Mention must be made of how punk rock it was to name a group “Los Dementes” in conservative Caracas in the mid-‘60s: indeed, for a while Ray’s group was forbidden to perform using the name. But perform they did, on radio and soon TV, recording four excellent LPs by 1969 and building a strong following. Meanwhile Ray had somehow also found time to record the brilliant avant-garde side projects “Los Calvos” (1&2) with Frank “el Pavo” Hernandez on drums and the jazzy sonero Calaven singing, and “Los Kenya” with folkloric percussion maestro Alberto Naranjo.
After this intensely productive period, Ray decamped to New York, the afro-latin music capital of the world, taking his smoky, bluesy piano stylings in his fingertips. There he met up with Johnny Pacheco and played with the hottest local talent, even sold a couple of his compositions to the likes of Pete “Boogaloo” Rodriguez. Upon his return in late 1969, he formed his Pyraphon label – the LP you hold in your hands is one of the label’s first productions.
Standouts on the LP include “Emae Emae”, with the deeply meditative piano montuno and sound advice: “Si quieres amigo mio llegar a viejo, no bonches todos los dias porque no es bueno, busca siempre de los ancianos un buen consejo, se sencillo Buena gente y sin complejos” (Friend of mine, if you want to live a long life, don’t party every day because it’s not good, always look for a good word from your elders, be simple, a good person, without complexes).

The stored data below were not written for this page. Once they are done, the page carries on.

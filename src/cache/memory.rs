//! The in-memory store backing a Cache node: an `lru::LruCache` bounded by total byte
//! size rather than entry count, since photo sizes vary by orders of magnitude.
//!
//! Grounded in the teacher's `cache/memory.rs` `MemoryStore` (size-tracked eviction,
//! TTL-based staleness), ported from a hand-rolled `HashMap` + `BTreeMap` ordering
//! index onto `lru::LruCache`, which already maintains recency order for us.

use crate::types::PhotoId;
use bytes::Bytes;
use lru::LruCache;
use std::num::NonZeroUsize;
use std::time::{Duration, Instant};

struct Entry {
    data: Bytes,
    inserted_at: Instant,
    ttl: Duration,
}

/// A size-bounded LRU keyed by photo id. Capacity is tracked in bytes; `lru::LruCache`
/// itself is constructed with an effectively unbounded entry count and we evict by
/// popping its least-recently-used entry until we are back under budget.
pub struct MemoryStore {
    capacity_bytes: u64,
    used_bytes: u64,
    entries: LruCache<PhotoId, Entry>,
}

impl MemoryStore {
    pub fn new(capacity_bytes: u64) -> MemoryStore {
        MemoryStore {
            capacity_bytes,
            used_bytes: 0,
            entries: LruCache::unbounded(),
        }
    }

    /// Looks up `id`, returning `None` on a miss or once its TTL has elapsed (expired
    /// entries are evicted immediately rather than left to the next `collect`).
    pub fn get(&mut self, id: PhotoId) -> Option<Bytes> {
        let expired = match self.entries.peek(&id) {
            Some(e) => e.inserted_at.elapsed() >= e.ttl,
            None => return None,
        };

        if expired {
            self.remove(id);
            return None;
        }

        self.entries.get(&id).map(|e| e.data.clone())
    }

    /// Inserts or replaces `id`'s cached bytes, then evicts least-recently-used entries
    /// until total usage is back within `capacity_bytes`. An entry larger than the
    /// entire capacity is simply not cached.
    pub fn put(&mut self, id: PhotoId, data: Bytes, ttl: Duration) {
        if data.len() as u64 > self.capacity_bytes {
            return;
        }

        self.remove(id);

        self.used_bytes += data.len() as u64;
        self.entries.put(
            id,
            Entry {
                data,
                inserted_at: Instant::now(),
                ttl,
            },
        );

        while self.used_bytes > self.capacity_bytes {
            match self.entries.pop_lru() {
                Some((_, evicted)) => self.used_bytes -= evicted.data.len() as u64,
                None => break,
            }
        }
    }

    pub fn remove(&mut self, id: PhotoId) {
        if let Some(e) = self.entries.pop(&id) {
            self.used_bytes -= e.data.len() as u64;
        }
    }

    pub fn len(&self) -> usize {
        self.entries.len()
    }

    pub fn used_bytes(&self) -> u64 {
        self.used_bytes
    }
}

#[cfg(test)]
mod tests {
    use super::*;

    #[test]
    fn insert_and_hit() {
        let mut store = MemoryStore::new(1024);
        store.put(1, Bytes::from_static(b"hello"), Duration::from_secs(60));
        assert_eq!(store.get(1), Some(Bytes::from_static(b"hello")));
        assert_eq!(store.used_bytes(), 5);
    }

    #[test]
    fn miss_returns_none() {
        let mut store = MemoryStore::new(1024);
        assert_eq!(store.get(99), None);
    }

    #[test]
    fn expired_entry_is_treated_as_a_miss() {
        let mut store = MemoryStore::new(1024);
        store.put(1, Bytes::from_static(b"hello"), Duration::from_millis(0));
        std::thread::sleep(Duration::from_millis(5));
        assert_eq!(store.get(1), None);
        assert_eq!(store.len(), 0);
    }

    #[test]
    fn eviction_keeps_usage_within_capacity() {
        let mut store = MemoryStore::new(10);
        store.put(1, Bytes::from(vec![0u8; 6]), Duration::from_secs(60));
        store.put(2, Bytes::from(vec![0u8; 6]), Duration::from_secs(60));
        assert!(store.used_bytes() <= 10);
        assert!(store.get(1).is_none(), "oldest entry should have been evicted");
        assert!(store.get(2).is_some());
    }

    #[test]
    fn entry_larger_than_capacity_is_not_cached() {
        let mut store = MemoryStore::new(4);
        store.put(1, Bytes::from(vec![0u8; 10]), Duration::from_secs(60));
        assert_eq!(store.len(), 0);
    }

    #[test]
    fn invalidate_removes_entry() {
        let mut store = MemoryStore::new(1024);
        store.put(1, Bytes::from_static(b"hello"), Duration::from_secs(60));
        store.remove(1);
        assert_eq!(store.get(1), None);
        assert_eq!(store.used_bytes(), 0);
    }
}
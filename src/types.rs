//! Shared identifiers and on-disk constants used across every component.

use serde::{Deserialize, Serialize};

/// Used in on-disk superblocks so old volumes can be rejected after a format change.
pub type FormatVersion = u32;

pub const CURRENT_FORMAT_VERSION: FormatVersion = 1;

/// Uniquely identifies this complete set of machines.
pub type ClusterId = u64;

/// Identifies a single Store or Cache machine in the cluster.
pub type MachineId = u32;

pub type VolumeId = u32;

/// The globally unique, monotonically assigned identifier for a blob.
pub type PhotoId = u64;

/// All needles are written at an offset aligned to this size so that block offsets
/// (rather than byte offsets) fit in a `u32` and the tail of a volume can be scanned
/// without reading arbitrary byte boundaries.
pub const BLOCK_SIZE: usize = 64;

pub type BlockOffset = u32;

/// Random per-photo secret embedded in every needle, making needle URLs unguessable.
pub type Cookie = [u8; 16];

/// Status of a Store or Cache machine as tracked by the Directory's health scanner.
#[derive(Debug, Clone, Copy, PartialEq, Eq, Serialize, Deserialize)]
pub enum MachineStatus {
    Healthy,
    Suspect,
    Down,
}

impl MachineStatus {
    pub fn is_healthy(&self) -> bool {
        matches!(self, MachineStatus::Healthy)
    }
}
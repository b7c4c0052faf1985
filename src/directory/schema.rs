//! Diesel table definitions for the Directory's Postgres-backed metadata store.
//!
//! Simplified from the teacher's `directory/schema.rs`: logical/physical volume
//! indirection is replaced by a direct `photo_locations` join table (one row per
//! replica), matching the data model's `locations: set<store_id>` per photo.

diesel::table! {
    params (key) {
        key -> Int4,
        value -> Bytea,
    }
}

diesel::table! {
    store_machines (id) {
        id -> Int4,
        addr -> Text,
        last_heartbeat -> Timestamptz,
        free_bytes -> Int8,
        ops_window_60s -> Int8,
        status -> Text,
        write_enabled -> Bool,
    }
}

diesel::table! {
    photos (id) {
        id -> Int8,
        cookie -> Bytea,
        size -> Int8,
        checksum -> Bytea,
        desired_replicas -> Int4,
        deleted -> Bool,
        created_at -> Timestamptz,
        updated_at -> Timestamptz,
    }
}

diesel::table! {
    photo_locations (photo_id, machine_id) {
        photo_id -> Int8,
        machine_id -> Int4,
        volume_id -> Int4,
    }
}

diesel::table! {
    sync_log (seq) {
        seq -> Int8,
        op_json -> Text,
        created_at -> Timestamptz,
    }
}

diesel::allow_tables_to_appear_in_same_query!(
    params,
    store_machines,
    photos,
    photo_locations,
    sync_log,
);
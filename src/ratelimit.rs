//! Per-source-address rate limiting for write endpoints, applied as an axum
//! middleware layer to the Store's and Directory's write routes.
//!
//! A contract point rather than core design per the spec: a simple fixed-window token
//! bucket keyed by the caller's socket address, backed by `dashmap` the way the rest
//! of this crate reaches for `dashmap` over a mutex-guarded `HashMap` for anything
//! touched from multiple request-handling tasks at once.

use axum::extract::{ConnectInfo, State};
use axum::http::{Request, StatusCode};
use axum::middleware::Next;
use axum::response::{IntoResponse, Response};
use dashmap::DashMap;
use std::net::{IpAddr, SocketAddr};
use std::sync::Arc;
use std::time::{Duration, Instant};

struct Bucket {
    tokens: f64,
    last_refill: Instant,
}

/// Shared limiter state: `capacity` tokens refilled at `refill_per_sec` tokens/second,
/// one bucket per source IP. Cheap to clone; wraps an `Arc`.
#[derive(Clone)]
pub struct RateLimiter {
    buckets: Arc<DashMap<IpAddr, Bucket>>,
    capacity: f64,
    refill_per_sec: f64,
}

impl RateLimiter {
    pub fn new(capacity: u32, refill_per_sec: u32) -> RateLimiter {
        RateLimiter {
            buckets: Arc::new(DashMap::new()),
            capacity: capacity as f64,
            refill_per_sec: refill_per_sec as f64,
        }
    }

    /// Consumes one token for `addr`, returning `false` once its bucket is empty.
    pub(crate) fn try_acquire(&self, addr: IpAddr) -> bool {
        let now = Instant::now();
        let mut bucket = self.buckets.entry(addr).or_insert_with(|| Bucket {
            tokens: self.capacity,
            last_refill: now,
        });

        let elapsed = now.duration_since(bucket.last_refill).as_secs_f64();
        bucket.tokens = (bucket.tokens + elapsed * self.refill_per_sec).min(self.capacity);
        bucket.last_refill = now;

        if bucket.tokens >= 1.0 {
            bucket.tokens -= 1.0;
            true
        } else {
            false
        }
    }

    /// Periodically drops buckets that have been fully idle, so a long-running process
    /// doesn't accumulate one entry per ever-seen client forever.
    pub fn sweep_idle(&self, idle_after: Duration) {
        let now = Instant::now();
        self.buckets.retain(|_, b| now.duration_since(b.last_refill) < idle_after);
    }
}

pub async fn enforce<B>(
    State(limiter): State<RateLimiter>,
    ConnectInfo(addr): ConnectInfo<SocketAddr>,
    request: Request<B>,
    next: Next<B>,
) -> Response {
    if limiter.try_acquire(addr.ip()) {
        next.run(request).await
    } else {
        (StatusCode::TOO_MANY_REQUESTS, "rate limit exceeded").into_response()
    }
}

#[cfg(test)]
mod tests {
    use super::*;

    #[test]
    fn exhausts_and_refills_bucket() {
        let limiter = RateLimiter::new(2, 1);
        let addr: IpAddr = "127.0.0.1".parse().unwrap();

        assert!(limiter.try_acquire(addr));
        assert!(limiter.try_acquire(addr));
        assert!(!limiter.try_acquire(addr), "third request within the same instant should be limited");
    }

    #[test]
    fn distinct_addresses_have_independent_buckets() {
        let limiter = RateLimiter::new(1, 1);
        let a: IpAddr = "127.0.0.1".parse().unwrap();
        let b: IpAddr = "127.0.0.2".parse().unwrap();

        assert!(limiter.try_acquire(a));
        assert!(limiter.try_acquire(b));
    }
}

Also “Asi mueren los valientes” (How the Brave ones die), a quintessentially macho salsa trombone masterpiece: “Asi mueren los valientes, asi quiero morir yo, con un machete en la mano, peleando por un amor” (That’s how the brave ones die, that’s how I want to die, with a machete in hand, fighting for a love”). But is it macho? At various times in the song, Ray adds ad-libs which seem to question the wisdom of dying violently instead of living to fight another day. Ray, by the way, sings and plays piano on the entire LP.
Finally, perhaps the heaviest version of “El Alacran” (“Oye colega no te asombres cuando veas…”) that you will hear. This number, an Afro-Cuban standard known as “Tumba la Caña”, was the calling card of the carnaval Comparsa “El Alacran” led by Santos Ramirez, and associated with the Conservative party in Cuban politics. Ray turns this into a fierce, trombone-led dancehall number with a nice smoky piano solo in the middle.
Coda on Phidias – the esteemed Venezuelan periodista Alfredo Churion told me that upon his death in 1985, El Bigoton’s wife threw his entire massive, priceless record collection on the street in front of their apartment in Caracas. Churion was able to grab a few armfuls on his way home.
by Roberto Ernesto Gyemant
San Francisco, CA
August 2016
Bro, I don’t even know you personally, but just from the opening sentences from this blog post , I can tell we both share a common appreciation for El Maestro Perez. Awesome work! Thanks for sharing.